Hi there-wow, you are really clued up on all of this, good for you. Hope you do well on your savings journey my dear, it will be great to see these amounts grow and grow!

paranoidasteroid said...

I was actually thinking about opening some more CDs now that ING dropped their rate again. One bank is offering 2.6% on a 6-month CD, but maybe I'll check them out on Bankrate before I commit to anything.

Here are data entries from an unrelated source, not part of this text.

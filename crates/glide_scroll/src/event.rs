//! Scroll notifications and the host seam
//!
//! Listeners receive a snapshot of the pane in a [`ScrollEvent`] and cannot
//! touch the pane directly. Mutations they want are queued on the event as
//! [`ScrollRequest`]s and applied right after dispatch, which is how a
//! re-entrant change gets honored inside the same tick.

use glide_core::events::event_types;
use glide_core::{Axis, EventType, Vec2, ViewportId};

use crate::pane::ScrollPane;

/// Observable events of a scroll pane
#[derive(Debug, Clone, Copy, PartialEq, Eq, Hash)]
pub enum ScrollEventKind {
    /// The rendered position changed
    Scroll,
    /// A tween finished or was killed
    ScrollEnd,
    /// Released while pulled past the leading edge
    PullDownRelease,
    /// Released while pulled past the trailing edge
    PullUpRelease,
    /// The current page changed in page mode
    PageChanged,
    /// A drag was cancelled externally
    DragCancel,
}

impl ScrollEventKind {
    pub fn event_type(self) -> EventType {
        match self {
            ScrollEventKind::Scroll => event_types::SCROLL,
            ScrollEventKind::ScrollEnd => event_types::SCROLL_END,
            ScrollEventKind::PullDownRelease => event_types::PULL_DOWN_RELEASE,
            ScrollEventKind::PullUpRelease => event_types::PULL_UP_RELEASE,
            ScrollEventKind::PageChanged => event_types::PAGE_CHANGED,
            ScrollEventKind::DragCancel => event_types::DRAG_CANCEL,
        }
    }
}

/// A mutation requested from inside a listener
#[derive(Debug, Clone, Copy, PartialEq)]
pub enum ScrollRequest {
    SetPos { axis: Axis, value: f64, animated: bool },
    SetPercent { axis: Axis, value: f64, animated: bool },
    LockHeader(f64),
    LockFooter(f64),
    KillTween,
    CancelDragging,
}

/// Snapshot delivered to listeners
#[derive(Debug, Clone, PartialEq)]
pub struct ScrollEvent {
    pub kind: ScrollEventKind,
    pub viewport: ViewportId,
    pub offset: Vec2,
    pub display: Vec2,
    pub percent: Vec2,
    pub page_x: usize,
    pub page_y: usize,
    requests: Vec<ScrollRequest>,
}

impl ScrollEvent {
    pub(crate) fn new(kind: ScrollEventKind, pane: &ScrollPane) -> Self {
        Self {
            kind,
            viewport: pane.id(),
            offset: pane.offset(),
            display: pane.display(),
            percent: Vec2::new(pane.percent(Axis::X), pane.percent(Axis::Y)),
            page_x: pane.current_page(Axis::X),
            page_y: pane.current_page(Axis::Y),
            requests: Vec::new(),
        }
    }

    pub fn set_pos(&mut self, axis: Axis, value: f64, animated: bool) {
        self.requests.push(ScrollRequest::SetPos {
            axis,
            value,
            animated,
        });
    }

    pub fn set_percent(&mut self, axis: Axis, value: f64, animated: bool) {
        self.requests.push(ScrollRequest::SetPercent {
            axis,
            value,
            animated,
        });
    }

    /// Keep `size` units of header revealed (0 releases it)
    pub fn lock_header(&mut self, size: f64) {
        self.requests.push(ScrollRequest::LockHeader(size));
    }

    /// Keep `size` units of footer revealed (0 releases it)
    pub fn lock_footer(&mut self, size: f64) {
        self.requests.push(ScrollRequest::LockFooter(size));
    }

    pub fn kill_tween(&mut self) {
        self.requests.push(ScrollRequest::KillTween);
    }

    pub fn cancel_dragging(&mut self) {
        self.requests.push(ScrollRequest::CancelDragging);
    }

    pub fn requests(&self) -> &[ScrollRequest] {
        &self.requests
    }

    pub(crate) fn take_requests(&mut self) -> Vec<ScrollRequest> {
        std::mem::take(&mut self.requests)
    }
}

/// Owner-side hooks of a scroll pane
///
/// A plain scrolling container uses [`NoHost`]. A virtual list implements
/// this to re-resolve its visible window whenever the pane scrolls.
pub trait ScrollHost {
    /// The rendered position changed. Runs before user listeners.
    fn on_scroll(&mut self, _pane: &mut ScrollPane) {}

    /// Start-of-tick refresh, after input and before tweens
    fn on_deferred_refresh(&mut self, _pane: &mut ScrollPane) {}

    /// Nearest item boundary to `pos` given a motion direction
    fn snap_position(&mut self, _pane: &ScrollPane, _pos: Vec2, _direction: Vec2) -> Option<Vec2> {
        None
    }
}

/// Host for panes with static content
#[derive(Debug, Clone, Copy, Default)]
pub struct NoHost;

impl ScrollHost for NoHost {}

Thanks for prompting me to actually get to work on this!

frugalCPA said...

Good to see that ING is in fine condition. No rush on the bank necessary.

Miss M said...

FNBO dropped today to 2.4%, bummer. They are usually rated very soundly, they've offered above average rates for years. I looked at CD's briefly and the rates right now are awful. Wish I locked in more last year at 4.25%!

K-money said...

There was an article in the paper recently about a 90yr old who went back to work as a grocery store greeter because he lost all his money in one of those Madoff schemes. He put all his money with Madoff and mortgaged his paid-for house to add to the investment. It is a little harder to feel sorry for someone who should have been comfortable but lost it all because of greed, even if he is 90. I'm all for safer investing when closer to retirement, these kind of stock market drop-offs seem to happen every several years and I'd prefer they not happen to me when I am older.

I put my EF in a CD ladder with 6 month CDs. Every other month a month's worth of living expenses are available (goal is to have 6 CDs eventually) and I keep one month's expenses in cash. The 6 month CD rates aren't great but the are better than savings account rates.